In addition, we could be subject to product liability claims by persons who took part in clinical trials involving our current or former development stage products. A successful claim brought against us could have a material adverse effect on our business. We cannot guarantee that a product liability claim will not be asserted against us in the future.
We may become subject to liability in connection with the wind-down of our EN101 program.
In 2007, we purchased Ester Neurosciences Limited, an Israeli pharmaceutical company, and its lead product candidate, EN101, an AChE-R mRNA inhibitor for the treatment of myasthenia gravis, or MG, a debilitating neuromuscular disease. In connection with the acquisition, we assumed a license to certain intellectual property assets related to EN101 from the Yissum Research Development Company of The Hebrew University of Jerusalem.
In June 2009, in keeping with our decision to re-focus our efforts on developing improved treatments for cardiovascular disease and cease development of all product candidates outside of our cardiovascular disease focus, we amended the terms of our acquisition agreement with the original shareholders of Ester. Under the terms of this amendment, Amarin was released from all research and development diligence obligations contained in the original agreement and was authorized to seek a partner for EN101. The amendment agreement also provided that any future payment obligations payable by us to the former shareholders of Ester would be made only out of income received from potential partners. In connection with this amendment agreement, in August 2009 we issued 1,315,789 ordinary shares to the former Ester shareholders. Under the terms of this amendment agreement, the former Ester shareholders have the option of reacquiring the original share capital of Ester if we are unable to successfully partner EN101.
Following our decision to cease development of EN101, Yissum terminated its license agreement with us. In June 2011, Yissum announced that it had entered into a license agreement with BiolineRX Ltd for the development of EN101 in a different indication, inflammatory bowel disease.
We have received several communications on behalf of the former shareholders of Ester asserting that we are in breach of its amended agreement due to the fact that Yissum terminated its license and we failed to return shares of Ester, and assets relating to EN101, to the shareholders, as was required under certain circumstances under the amended agreement.

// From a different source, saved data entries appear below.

//! Conversion between monthly (TEM) and annual (TEA) effective rates

use crate::loan::RateType;

/// Months per year used for effective-rate compounding
pub const MONTHS_PER_YEAR: f64 = 12.0;

/// Days per month used for sub-monthly capitalization
pub const DAYS_PER_MONTH: f64 = 30.0;

/// Monthly and annual effective rates, both as fractions
#[derive(Debug, Clone, Copy, PartialEq)]
pub struct EffectiveRates {
    pub monthly: f64,
    pub annual: f64,
}

impl EffectiveRates {
    /// Normalize a quoted percentage into both effective rates
    ///
    /// Whichever rate is quoted is canonical and the other is derived from it,
    /// so `(1 + monthly)^12 - 1 == annual` always holds. Zero and negative
    /// rates pass through unchanged.
    pub fn normalize(rate_type: RateType, rate_value: f64) -> Self {
        match rate_type {
            RateType::Monthly => {
                let monthly = rate_value / 100.0;
                Self {
                    monthly,
                    annual: (1.0 + monthly).powf(MONTHS_PER_YEAR) - 1.0,
                }
            }
            RateType::Annual => {
                let annual = rate_value / 100.0;
                Self {
                    monthly: (1.0 + annual).powf(1.0 / MONTHS_PER_YEAR) - 1.0,
                    annual,
                }
            }
        }
    }

    /// Daily rate assuming a 30-day month
    pub fn daily(&self) -> f64 {
        (1.0 + self.monthly).powf(1.0 / DAYS_PER_MONTH) - 1.0
    }
}
//! Loan parameters and loan-book loading

mod data;
pub mod loader;

pub use data::{GraceType, LoanParameters, PrepaymentStrategy, RateType, TermUnit};
pub use loader::{load_loan_book, load_parameters_json, read_loan_book};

We do not believe these circumstances constitute a breach of the amended agreement, but there can be no assurance as to the outcome of this dispute.
A change in our tax residence could have a negative effect on our future profitability.
Under current UK legislation, a company incorporated in England and Wales, or which is centrally managed and controlled in the UK, is regarded as resident in the UK for taxation purposes. Under current Irish legislation, a company is regarded as resident for tax purposes in Ireland if it is centrally managed and controlled in Ireland, or, in certain circumstances, if it is incorporated in Ireland. Where a company is treated as tax resident under the domestic laws of both the UK and Ireland then the provisions of article 4(3) of the Double Tax Convention between the UK and Ireland provides that such enterprise shall be treated as resident only in the jurisdiction in which its place of effective management is situated. We have sought to conduct our affairs in such a way so as to be resident only in Ireland for tax purposes by virtue of having our place of effective management situated in Ireland. Trading income of an Irish company is generally taxable at the Irish corporation tax rate of 12.5%. Non-trading income of an Irish company (e.g., interest income, rental income or other passive income), is taxable at a rate of 25%.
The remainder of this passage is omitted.